### ACTIVITY
Line by line, copy out the data that follows.

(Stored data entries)
----
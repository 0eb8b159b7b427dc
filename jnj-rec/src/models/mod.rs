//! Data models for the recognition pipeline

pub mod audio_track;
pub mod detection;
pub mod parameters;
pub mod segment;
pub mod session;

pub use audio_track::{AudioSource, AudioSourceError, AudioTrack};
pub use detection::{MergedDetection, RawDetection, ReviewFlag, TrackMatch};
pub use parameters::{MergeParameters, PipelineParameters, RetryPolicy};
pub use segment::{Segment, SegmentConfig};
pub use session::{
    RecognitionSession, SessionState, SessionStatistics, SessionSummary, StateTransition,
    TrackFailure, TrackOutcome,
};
----
### ANSWER TO THIS TASK
repository 0eb8b159b7b427dc
filename jnj-rec/src/models/mod.rs
//! Data models for the recognition pipeline

pub mod audio_track;
pub mod detection;
pub mod parameters;
pub mod segment;
pub mod session;

pub use audio_track::{AudioSource, AudioSourceError, AudioTrack};
pub use detection::{MergedDetection, RawDetection, ReviewFlag, TrackMatch};
pub use parameters::{MergeParameters, PipelineParameters, RetryPolicy};
pub use segment::{Segment, SegmentConfig};
pub use session::{
    RecognitionSession, SessionState, SessionStatistics, SessionSummary, StateTransition,
    TrackFailure, TrackOutcome,
};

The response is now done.